In this post we’ll be looking at why you may want to consider alternatives to databricks notebooks for development and what it means for teams starting out on the unified analytics platform. We’ll go through some of the common areas of difficulty with notebook development on databricks and how they compare with using an IDE. This post is based on my own experiences of implementing projects with clients on the platform, and as such should be taken as my own opinion on the matter. Something hopefully to take on board for consideration rather than dogma, mantra, gospel or any other theologically aligned thinking on the matter. Ultimately things depend on your own needs and circumstances, and hopefully this article will help with awareness of other ways of working.
If you’ve done any development on databricks you’ve probably used databricks notebooks. They are the first point of call for many of us working with data on the platform. Very popular with Data Scientists in particular, they provide an environment whereby data transformation, wrangling, munging or whatever your preferred terms for generally ‘doing stuff’ with data, and visualising the results, is readily accessible. There is no software to install, no real configuration and a generally gentle learning curve to getting working. The team can easily collaborate by creating their notebooks in workspaces and progress on their data journeys unhindered. Based on Jupyter notebooks, they offer great functionality and compatibility with a well established platform widely in use across Data Science teams. For some ways of working, such as data exploration, quick analysis exercises and so forth they are very appealing. Many very mature data teams never really leave the notebook environment, finding all they need in this native offering.
Another popular use for notebooks is to quickly ‘proof out’ something before moving onto more in-depth development work. The ease with which you can execute and visualise results makes databricks notebooks ideal for these rapid turn-around development tasks.
Before I find myself cast as the pantomime villain, just to be clear, there is absolutely nothing ‘bad’ about development with just notebooks, after all they are perfectly capable of implementing code across all aspects of the databricks analytics platform. They were however, at least as far as I can tell, not really intended to serve as fully fledged complex development environments.
As many teams have discovered, when you get into the more involved data engineering activities, working with code that would benefit from improved structuring, visibility and reuse for example, you may find yourself wanting to revisit this development approach. From what we’ve experienced, there is a definite tipping point beyond which working in this fashion has considerable impact on developer productivity in these settings. When trying to exercise any of the well established modern development practices that are second nature to most developers, such as breaking down the code into encapsulated modules, refactoring elements of the code, and writing unit tests to accompany your code, notebooks-based development poses a lot of challenges. Any of these aspects of development that are taken for granted in a respectable Integrated Development Environment (IDE) are not readily available to your notebook endeavours. As things progress further you’ll inevitably find maintaining and expanding on your efforts to be increasingly difficult and productivity is likely to suffer considerably as a result.

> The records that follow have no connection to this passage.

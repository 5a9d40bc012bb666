//! Run configuration via `nestrun.toml`
//!
//! A run reads its settings from a config file next to the suite, then
//! applies environment overrides on top. A missing file means defaults.

use nestrun_core::{ExecuteAllTests, StringListTestFilter, TestFilter};
use serde::{Deserialize, Serialize};
use std::path::Path;
use std::sync::Arc;
use std::time::Duration;
use thiserror::Error;

/// Config file name looked up next to the suite.
pub const CONFIG_FILE_NAME: &str = "nestrun.toml";

/// Errors raised while loading or saving a [`RunConfig`].
#[derive(Debug, Error)]
pub enum ConfigError {
    /// Reading or writing the file failed
    #[error("failed to access config file '{path}': {source}")]
    Io {
        /// The file
        path: String,
        /// Underlying error
        #[source]
        source: std::io::Error,
    },

    /// The file is not valid TOML for a run config
    #[error("failed to parse config file '{path}': {source}")]
    Parse {
        /// The file
        path: String,
        /// Underlying error
        #[source]
        source: toml::de::Error,
    },

    /// The config could not be serialized
    #[error("failed to serialize config: {0}")]
    Serialize(#[from] toml::ser::Error),

    /// An environment override carries an unusable value
    #[error("invalid value '{value}' for {key}")]
    InvalidValue {
        /// The variable
        key: String,
        /// Its value
        value: String,
    },
}

fn default_timeout_ms() -> u64 {
    40_000
}

fn default_verify_replay() -> bool {
    cfg!(debug_assertions)
}

/// Settings of one suite run.
///
/// # Example
///
/// ```toml
/// timeout_ms = 40000
/// lazy = false
/// # parallelism = 8
/// # only_tag = "slow"
/// # filter = "root > child > test 4"
/// # watchdog_ms = 600000
/// ```
#[derive(Debug, Clone, PartialEq, Eq, Serialize, Deserialize)]
pub struct RunConfig {
    /// Per-test timeout in milliseconds.
    #[serde(default = "default_timeout_ms")]
    pub timeout_ms: u64,
    /// Maximum number of tests running at once. Defaults to the number of cores.
    #[serde(default, skip_serializing_if = "Option::is_none")]
    pub parallelism: Option<usize>,
    /// Run each test on its first await instead of right away.
    #[serde(default)]
    pub lazy: bool,
    /// Only run tests carrying this tag, or inside a context carrying it.
    #[serde(default, skip_serializing_if = "Option::is_none")]
    pub only_tag: Option<String>,
    /// Only run the test or context at this path, e.g. `root > child > test`.
    #[serde(default, skip_serializing_if = "Option::is_none")]
    pub filter: Option<String>,
    /// Abort the whole run after this many milliseconds.
    #[serde(default, skip_serializing_if = "Option::is_none")]
    pub watchdog_ms: Option<u64>,
    /// Check that replayed context bodies declare the same children.
    #[serde(default = "default_verify_replay")]
    pub verify_replay: bool,
}

impl Default for RunConfig {
    fn default() -> Self {
        Self {
            timeout_ms: default_timeout_ms(),
            parallelism: None,
            lazy: false,
            only_tag: None,
            filter: None,
            watchdog_ms: None,
            verify_replay: default_verify_replay(),
        }
    }
}

impl RunConfig {
    /// Returns the default config file content with comments.
    pub fn default_toml() -> &'static str {
        r#"# nestrun run configuration
#
# Per-test timeout in milliseconds (default: 40000)
timeout_ms = 40000

# Run tests on first await instead of as soon as they are discovered
lazy = false

# Maximum number of tests running at once (default: number of cores)
# parallelism = 8

# Only run tests tagged with this tag
# only_tag = "slow"

# Only run one test or context, names separated by '>'
# filter = "root > child > test"

# Abort the whole run after this many milliseconds
# watchdog_ms = 600000
"#
    }

    /// Read and parse config from a file path.
    pub fn from_file(path: &Path) -> Result<Self, ConfigError> {
        let content = std::fs::read_to_string(path).map_err(|source| ConfigError::Io {
            path: path.display().to_string(),
            source,
        })?;
        toml::from_str(&content).map_err(|source| ConfigError::Parse {
            path: path.display().to_string(),
            source,
        })
    }

    /// Read `nestrun.toml` from `dir` if present, defaults otherwise.
    pub fn load(dir: &Path) -> Result<Self, ConfigError> {
        let path = dir.join(CONFIG_FILE_NAME);
        if path.exists() {
            Self::from_file(&path)
        } else {
            Ok(Self::default())
        }
    }

    /// Write the default config file if it does not already exist.
    pub fn write_default_if_missing(path: &Path) -> Result<(), ConfigError> {
        if !path.exists() {
            std::fs::write(path, Self::default_toml()).map_err(|source| ConfigError::Io {
                path: path.display().to_string(),
                source,
            })?;
        }
        Ok(())
    }

    /// Serialize this config to TOML and write it to the given path.
    pub fn write_to_file(&self, path: &Path) -> Result<(), ConfigError> {
        let content = toml::to_string_pretty(self)?;
        std::fs::write(path, content).map_err(|source| ConfigError::Io {
            path: path.display().to_string(),
            source,
        })
    }

    /// Apply the `NESTRUN_*` environment variables.
    pub fn with_env_overrides(self) -> Result<Self, ConfigError> {
        self.apply_overrides(|key| std::env::var(key).ok())
    }

    /// Apply overrides from `lookup`, keyed by environment variable name.
    pub fn apply_overrides<F>(mut self, lookup: F) -> Result<Self, ConfigError>
    where
        F: Fn(&str) -> Option<String>,
    {
        if let Some(value) = lookup("NESTRUN_TIMEOUT") {
            self.timeout_ms = parse_value("NESTRUN_TIMEOUT", &value)?;
        }
        if let Some(value) = lookup("NESTRUN_PARALLELISM") {
            let parallelism: usize = parse_value("NESTRUN_PARALLELISM", &value)?;
            if parallelism == 0 {
                return Err(ConfigError::InvalidValue {
                    key: "NESTRUN_PARALLELISM".to_string(),
                    value,
                });
            }
            self.parallelism = Some(parallelism);
        }
        if let Some(value) = lookup("NESTRUN_TAG") {
            self.only_tag = Some(value);
        }
        if let Some(value) = lookup("NESTRUN_FILTER") {
            self.filter = Some(value);
        }
        if let Some(value) = lookup("NESTRUN_WATCHDOG_MILLIS") {
            self.watchdog_ms = Some(parse_value("NESTRUN_WATCHDOG_MILLIS", &value)?);
        }
        if let Some(value) = lookup("NESTRUN_LAZY") {
            self.lazy = parse_value("NESTRUN_LAZY", &value)?;
        }
        Ok(self)
    }

    /// Per-test timeout
    pub fn timeout(&self) -> Duration {
        Duration::from_millis(self.timeout_ms)
    }

    /// Number of tests allowed to run at once
    pub fn parallelism(&self) -> usize {
        self.parallelism.filter(|n| *n > 0).unwrap_or_else(|| {
            std::thread::available_parallelism()
                .map(|n| n.get())
                .unwrap_or(1)
        })
    }

    /// Suite watchdog timeout, if any
    pub fn watchdog(&self) -> Option<Duration> {
        self.watchdog_ms.map(Duration::from_millis)
    }

    /// The path filter selected by `filter`.
    pub fn test_filter(&self) -> Arc<dyn TestFilter> {
        match self.filter.as_deref().map(StringListTestFilter::parse) {
            Some(filter) if !filter.names().is_empty() => Arc::new(filter),
            _ => Arc::new(ExecuteAllTests),
        }
    }
}

fn parse_value<T: std::str::FromStr>(key: &str, value: &str) -> Result<T, ConfigError> {
    value.trim().parse().map_err(|_| ConfigError::InvalidValue {
        key: key.to_string(),
        value: value.to_string(),
    })
}
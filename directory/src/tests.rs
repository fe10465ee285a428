//! Property tests over the whole directory

#[cfg(test)]
mod tests {
    use crate::directory::Directory;
    use crate::directory::DirectoryConfig;
    use crate::error::DirectoryError;
    use crate::types::OwnedRecord;
    use crate::types::PhoneType;
    use crate::types::Record;
    use proptest::prelude::*;

    fn phone_type() -> impl Strategy<Value = PhoneType> {
        prop::sample::select(PhoneType::ALL.to_vec())
    }

    /// Small alphabets so names and numbers collide often.
    fn entry() -> impl Strategy<Value = (String, String, i64)> {
        ("[a-cA-C]{1,3}", "[1-3]{1,2}", -1i64..6)
    }

    fn owned<'a>(records: impl Iterator<Item = Record<'a>>) -> Vec<OwnedRecord> {
        records.map(|r| r.to_owned_record()).collect()
    }

    #[test]
    fn rejected_duplicate_leaves_single_record() {
        let mut directory = Directory::new();
        directory.insert("Sam", "789-897-778", PhoneType::Home);
        assert_eq!(
            directory.insert_code("Sam", "789-897-778", 4),
            Err(DirectoryError::InvalidPhoneType(4))
        );

        assert_eq!(
            owned(directory.lookup_by_name("sam")),
            vec![OwnedRecord::new("sam", "789-897-778", PhoneType::Home)]
        );
    }

    proptest! {
        #[test]
        fn inserted_records_are_found_by_any_casing(
            name in "[a-zA-Z ]{0,8}",
            number in "[0-9+() -]{0,12}",
            phone_type in phone_type()
        ) {
            let mut directory = Directory::new();
            directory.populate_sample();
            directory.insert(&name, &number, phone_type);

            let query = name.to_uppercase();
            let found = directory
                .lookup_by_name(&query)
                .any(|r| r.number == number && r.phone_type == phone_type);
            prop_assert!(found);
        }

        #[test]
        fn dump_counts_only_accepted_inserts(entries in prop::collection::vec(entry(), 0..40)) {
            let mut directory = Directory::new();
            let mut accepted = 0;
            for (name, number, code) in &entries {
                let before = directory.len();
                match directory.insert_code(name, number, *code) {
                    Ok(()) => accepted += 1,
                    Err(_) => prop_assert_eq!(directory.len(), before),
                }
            }

            prop_assert_eq!(directory.len(), accepted);
            prop_assert_eq!(directory.dump_all().count(), accepted);

            let names: Vec<&str> = directory.dump_all().map(|r| r.name).collect();
            prop_assert!(names.windows(2).all(|pair| pair[0] <= pair[1]));
        }

        #[test]
        fn reverse_index_matches_scan(entries in prop::collection::vec(entry(), 0..40)) {
            let mut scanned = Directory::new();
            let mut indexed = Directory::with_config(DirectoryConfig { reverse_index: true });
            for (name, number, code) in &entries {
                let _ = scanned.insert_code(name, number, *code);
                let _ = indexed.insert_code(name, number, *code);
            }

            for (_, number, _) in &entries {
                prop_assert_eq!(
                    owned(scanned.lookup_by_number(number)),
                    owned(indexed.lookup_by_number(number))
                );

                let scanned_positions: Vec<(usize, OwnedRecord)> = scanned
                    .lookup_by_number_positioned(number)
                    .map(|(pos, r)| (pos, r.to_owned_record()))
                    .collect();
                let indexed_positions: Vec<(usize, OwnedRecord)> = indexed
                    .lookup_by_number_positioned(number)
                    .map(|(pos, r)| (pos, r.to_owned_record()))
                    .collect();
                prop_assert_eq!(scanned_positions, indexed_positions);
            }
        }

        #[test]
        fn name_lookup_returns_every_listing(entries in prop::collection::vec(entry(), 1..40)) {
            let mut directory = Directory::new();
            for (name, number, code) in &entries {
                let _ = directory.insert_code(name, number, *code);
            }

            for (name, _, _) in &entries {
                let key = name.to_lowercase();
                let expected = directory.dump_all().filter(|r| r.name == key).count();
                prop_assert_eq!(directory.lookup_by_name(name).count(), expected);

                let positions: Vec<usize> = directory
                    .lookup_by_name_positioned(name)
                    .map(|(pos, _)| pos)
                    .collect();
                let dump_positions: Vec<usize> = directory
                    .dump_all()
                    .enumerate()
                    .filter(|(_, r)| r.name == key)
                    .map(|(idx, _)| idx + 1)
                    .collect();
                prop_assert_eq!(positions, dump_positions);
            }
        }
    }
}
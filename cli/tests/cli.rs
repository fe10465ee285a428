use assert_cmd::Command;
use predicates::prelude::*;

fn phonebook() -> Command {
    let mut cmd = Command::cargo_bin("phonebook").unwrap();
    cmd.env_remove("PHONEBOOK_ENTRIES")
        .env_remove("PHONEBOOK_NO_SAMPLE")
        .env_remove("PHONEBOOK_REVERSE_INDEX");
    cmd
}

#[test]
fn lookup_by_name_is_case_insensitive() {
    phonebook()
        .args(["name", "FFFfF"])
        .assert()
        .success()
        .stdout(predicate::str::contains("fffff, 343434343, Other"))
        .stdout(predicate::str::contains("fffff, 232323232, Other"))
        .stdout(predicate::str::contains("fffff, 666666666, Other"));
}

#[test]
fn invalid_type_is_reported_on_stderr_and_skipped() {
    phonebook()
        .args(["--no-sample", "-e", "Sam,789-897-778,home", "-e", "Sam,789-897-778,4"])
        .arg("dump")
        .assert()
        .success()
        .stdout(predicate::str::contains("[1. sam, 789-897-778, Home ]"))
        .stdout(predicate::str::contains("[2.").not())
        .stderr(predicate::str::contains("Error specifying phone type"));
}

#[test]
fn malformed_entry_fails() {
    phonebook()
        .args(["-e", "nobody", "dump"])
        .assert()
        .failure()
        .stderr(predicate::str::contains("malformed entry"));
}

#[test]
fn entries_from_environment() {
    phonebook()
        .env("PHONEBOOK_ENTRIES", "Ann,555;Bob,555,cell")
        .args(["--no-sample", "number", "555"])
        .assert()
        .success()
        .stdout(predicate::str::contains("ann, 555, Home"))
        .stdout(predicate::str::contains("bob, 555, Cellular"));
}

#[test]
fn trailing_separator_in_environment_entries_is_ignored() {
    phonebook()
        .env("PHONEBOOK_ENTRIES", "Ann,555;")
        .args(["--no-sample", "dump"])
        .assert()
        .success()
        .stdout(predicate::str::contains("[1. ann, 555, Home ]"));
}

#[test]
fn json_output_is_one_object_per_line() {
    let output = phonebook()
        .args(["--json", "--reverse-index", "number", "111111111"])
        .output()
        .unwrap();
    assert!(output.status.success());

    let stdout = String::from_utf8(output.stdout).unwrap();
    let names: Vec<String> = stdout
        .lines()
        .map(|line| {
            let value: serde_json::Value = serde_json::from_str(line).unwrap();
            assert_eq!(value["query"], "111111111");
            value["name"].as_str().unwrap().to_string()
        })
        .collect();
    assert_eq!(names, vec!["a1a1a", "aaaaa", "hello"]);
}

#[test]
fn demo_rejects_out_of_range_type() {
    phonebook()
        .arg("demo")
        .assert()
        .success()
        .stdout(predicate::str::contains("Printing records with name: \"CCCcC\""))
        .stdout(predicate::str::contains("ccccc, 333333333, Cellular"))
        .stderr(predicate::str::contains("Error specifying phone type"));
}
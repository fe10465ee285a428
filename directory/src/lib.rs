//! In-memory phone directory
//!
//! Records are (name, number, type) triples. Names are case-insensitive and
//! neither names nor numbers have to be unique. Lookup works by name or, in
//! reverse, by exact number.

pub mod directory;
pub mod error;
mod reverse_index;
pub mod sample;
pub mod types;

#[cfg(test)]
mod tests;

pub use directory::Directory;
pub use directory::DirectoryConfig;
pub use directory::Iter;
pub use directory::NameMatches;
pub use directory::NumberMatches;
pub use directory::NumberPositions;
pub use error::DirectoryError;
pub use error::Result;
pub use sample::SAMPLE_RECORDS;
pub use types::OwnedRecord;
pub use types::PhoneType;
pub use types::Record;
pub use types::normalize_name;
//! `phonebook` - command-line driver for the phone directory.

use std::io::IsTerminal;

use clap::Parser;
use color_eyre::Result;
use phonebook_cli::Cli;
use phonebook_cli::run;
use tracing::Level;
use tracing::debug;
use tracing_subscriber::FmtSubscriber;

fn main() -> Result<()> {
    // Initialize error handling
    color_eyre::install()?;

    let cli = Cli::parse();

    // Diagnostics go to stderr so stdout only carries records
    let log_level = match cli.verbose {
        0 => Level::WARN,
        1 => Level::INFO,
        2 => Level::DEBUG,
        _ => Level::TRACE,
    };

    let subscriber = FmtSubscriber::builder()
        .with_max_level(log_level)
        .with_writer(std::io::stderr)
        .with_ansi(std::io::stderr().is_terminal())
        .finish();

    tracing::subscriber::set_global_default(subscriber)?;

    debug!(?cli, "Parsed command line");

    let stdout = std::io::stdout();
    run(&cli, stdout.lock())?;

    Ok(())
}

Okay, enough doom mongering for one lifetime. The simple solution when you’re struggling with one tool is of course to change to one better suited for the job at hand. For complex data engineering or analytical developments on databricks, this means pretty much the same as with any substantial code effort. Using an IDE.
Whenever we see clients that are set on the attractive simplicities of notebook-based development, we always make them aware of the alternative ways of working that IDEs offer. This allows them to best understand the overheads and feasibility of each approach and make informed decision as to which will best suit their needs. After all, in the short term notebook-based development may be fine, but looking to what will be required as time and demands progress to the next level of development complexity is what will determine the best approach.
Here’s some of the development experiences that have a noticeable difference across the two ways of working.
In Python, Scala, Java and just about any other language you’ll be used to structuring your code into libraries, packages and modules or their equivalents, with best practices for how to structure the files. You’ll be familiar with distribution of these logical units and referencing from within your code using import statements. Navigating your code in the IDE is straight forward, structured into projects, and assisted with search and ‘Go To Definition’ functionality for all your code. You can quickly bounce around from one block of code to another in another file somewhere like an over-caffeinated tech-evangelist tipsy on the latest coolaid.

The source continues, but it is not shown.